We had a mind-mapping activity in Tuesday’s dissertation class where, after a talk by Matthew, a senior, we listed out keywords and possible ways to approach/tackle them. After drawing the maps, we held a group session where Andreas handed us stickers and we placed them on everyone’s mind map on a branch that seemed particularly interesting or unique. Here’s mine.

My mindmap from Tuesday's dissertation class.

I got quite a few stickers in the branch that considers eastern perspectives of nature as well as speculative design, which fascinated me. I guess I had been looking for a successful entry point into this huge venn diagram of nature, technology and design and maybe this is it.

Maybe my next steps in research can be finding readings that support this question!





Getting In The Making Groove

My mind was still on the set of human-plant interaction projects that I discussed earlier so I decided to just jump straight into prototyping to see what tangible interactions with a potted plant could actually feel like. It’s as well and good when I’m reading about these projects, but of course there will be some gestural and interaction-based nuances that I can only observe in person.

First, I attempted to make a touch sensor using just plain buttons and post it notes to complete the circuit. Maybe touch sensor isn't the best way to phrase it, since these worked only when applying a certain amount of pressure.

Using a button to actuate a response with the LED.
Using Post-Its stacked on each other to complete the circuit and light up the LED.

Furthermore, I found an ultrasonic sensor and thought about proximity!
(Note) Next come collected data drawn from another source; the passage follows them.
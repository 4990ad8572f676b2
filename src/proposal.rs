//! Vote-bearing proposal records.
//!
//! A [`Proposal`] is the unit the aggregator counts.  Identifiers are not
//! unique: every repetition of an identifier is one more vote for it.  The
//! payload is opaque and the timestamp is carried for record-keeping only.

use serde::{Deserialize, Serialize};

/// A single vote: an identifier, an opaque payload and a creation timestamp.
#[derive(Debug, Clone, PartialEq, Eq, Hash, Serialize, Deserialize)]
pub struct Proposal<T> {
    /// Identifier the vote is cast for.
    pub id: u64,
    /// Payload returned when this proposal triggers quorum.
    pub value: T,
    /// Milliseconds since a fixed epoch.  Never consulted by the tally.
    pub timestamp_ms: u64,
}

impl<T> Proposal<T> {
    /// Creates a proposal.
    pub fn new(id: u64, value: T, timestamp_ms: u64) -> Self {
        Self {
            id,
            value,
            timestamp_ms,
        }
    }

    /// Borrows the payload, keeping identifier and timestamp.
    pub fn borrowed(&self) -> Proposal<&T> {
        Proposal {
            id: self.id,
            value: &self.value,
            timestamp_ms: self.timestamp_ms,
        }
    }

    /// Maps the payload while keeping identifier and timestamp.
    pub fn map<U, F>(self, f: F) -> Proposal<U>
    where
        F: FnOnce(T) -> U,
    {
        Proposal {
            id: self.id,
            value: f(self.value),
            timestamp_ms: self.timestamp_ms,
        }
    }

    /// Consumes the proposal and returns its payload.
    pub fn into_value(self) -> T {
        self.value
    }
}
//! Aggregator configuration.
//!
//! Settings are read from a JSON document and may be overridden from the
//! environment:
//!
//! | field            | env var                | default |
//! |------------------|------------------------|---------|
//! | `quorum`         | `TALLY_QUORUM`         | `1`     |
//! | `require_digest` | `TALLY_REQUIRE_DIGEST` | `true`  |
//! | `log_format`     | `TALLY_LOG_FORMAT`     | `plain` |

use crate::{
    aggregator::{Quorum, QuorumAggregator, QuorumError},
    batch::BatchOptions,
    logging::LogFormat,
};
use serde::{Deserialize, Serialize};
use std::{fs, path::Path};
use thiserror::Error;

/// Environment override for [`AggregatorConfig::quorum`].
pub const QUORUM_ENV: &str = "TALLY_QUORUM";
/// Environment override for [`AggregatorConfig::require_digest`].
pub const REQUIRE_DIGEST_ENV: &str = "TALLY_REQUIRE_DIGEST";
/// Environment override for [`AggregatorConfig::log_format`].
pub const LOG_FORMAT_ENV: &str = "TALLY_LOG_FORMAT";

/// Errors raised while loading configuration.
#[derive(Debug, Error)]
pub enum ConfigError {
    #[error("failed to read {path}: {source}")]
    /// The config file could not be read.
    Io {
        /// Path that was read.
        path: String,
        /// Underlying error.
        source: std::io::Error,
    },
    #[error("invalid config: {0}")]
    /// The config document is not valid JSON for this schema.
    Parse(#[from] serde_json::Error),
    #[error("invalid value {value:?} for {var}")]
    /// An environment override could not be parsed.
    Env {
        /// Variable name.
        var: &'static str,
        /// Offending value.
        value: String,
    },
    #[error(transparent)]
    /// The configured quorum is not usable.
    Quorum(#[from] QuorumError),
}

/// Settings for a quorum aggregation run.
#[derive(Debug, Clone, PartialEq, Eq, Serialize, Deserialize)]
#[serde(default, deny_unknown_fields)]
pub struct AggregatorConfig {
    /// Votes one identifier needs to win.
    pub quorum: usize,
    /// Reject batches without a digest trailer.
    pub require_digest: bool,
    /// Log output format.
    pub log_format: LogFormat,
}

impl Default for AggregatorConfig {
    fn default() -> Self {
        Self {
            quorum: 1,
            require_digest: true,
            log_format: LogFormat::Plain,
        }
    }
}

fn parse_bool(var: &'static str, value: &str) -> Result<bool, ConfigError> {
    match value.trim().to_ascii_lowercase().as_str() {
        "1" | "true" | "yes" | "on" => Ok(true),
        "0" | "false" | "no" | "off" => Ok(false),
        _ => Err(ConfigError::Env {
            var,
            value: value.to_string(),
        }),
    }
}

impl AggregatorConfig {
    /// Parses a JSON document; missing fields take their defaults.
    pub fn from_json_str(contents: &str) -> Result<Self, ConfigError> {
        Ok(serde_json::from_str(contents)?)
    }

    /// Reads a JSON config file.
    pub fn load(path: &Path) -> Result<Self, ConfigError> {
        let contents = fs::read_to_string(path).map_err(|source| ConfigError::Io {
            path: path.display().to_string(),
            source,
        })?;
        Self::from_json_str(&contents)
    }

    /// Applies overrides from the process environment.
    pub fn apply_env(&mut self) -> Result<(), ConfigError> {
        self.apply_env_from(|var| std::env::var(var).ok())
    }

    /// Applies overrides looked up through `lookup`.
    pub fn apply_env_from<F>(&mut self, lookup: F) -> Result<(), ConfigError>
    where
        F: Fn(&str) -> Option<String>,
    {
        if let Some(value) = lookup(QUORUM_ENV) {
            self.quorum = value.trim().parse().map_err(|_| ConfigError::Env {
                var: QUORUM_ENV,
                value: value.clone(),
            })?;
        }
        if let Some(value) = lookup(REQUIRE_DIGEST_ENV) {
            self.require_digest = parse_bool(REQUIRE_DIGEST_ENV, &value)?;
        }
        if let Some(value) = lookup(LOG_FORMAT_ENV) {
            self.log_format = value.parse().map_err(|_| ConfigError::Env {
                var: LOG_FORMAT_ENV,
                value: value.clone(),
            })?;
        }
        Ok(())
    }

    /// Checks the quorum and returns it validated.
    pub fn validate(&self) -> Result<Quorum, ConfigError> {
        Ok(Quorum::new(self.quorum)?)
    }

    /// Builds an aggregator for the configured quorum.
    pub fn aggregator(&self) -> Result<QuorumAggregator, ConfigError> {
        self.validate().map(QuorumAggregator::from_quorum)
    }

    /// Batch parsing options implied by this config.
    pub fn batch_options(&self) -> BatchOptions {
        BatchOptions {
            require_digest: self.require_digest,
        }
    }
}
Could my hands near the plant facilitate a reaction?

Well, it could, but since I also just placed the sensor on the rim of the pot facing upwards, it

→ Easily detected the leaves unless it was positioned just right
→ It was able to detect my hand, but not whether it was touching the leaves or not, just based on proximity
→ It could not sense if my hands were touching the leaves behind it.

Not a very successful experiment, but an experiment nonetheless. What can I do next? Maybe focus more on the touch-based interactions by using copper tape (maybe attached to the plant?)

I wondered how I could build a basic touch sensor and found this resource that built one using a pnp transistor. Essentially, what would happen is that my hand, connected to my body which has resistance, would close this circuit and the LED would light up. Here’s a circuit diagram for the same:

Circuit diagram for my proposed touch sensor circuit.
Only a very very faint response can be seen from the LED.

Something funny happened: the circuit would simply not work unless I wet my finger (Water is conductive so it’s more effective at facilitating the completion of the circuit). But this was not really practical for me because unless someone is nervous or super sweaty, I would have to ask any participants to actively wet their fingers. Even then, the current produced was extremely weak and only faintly lit up the LED.

Time to work on another solution, then!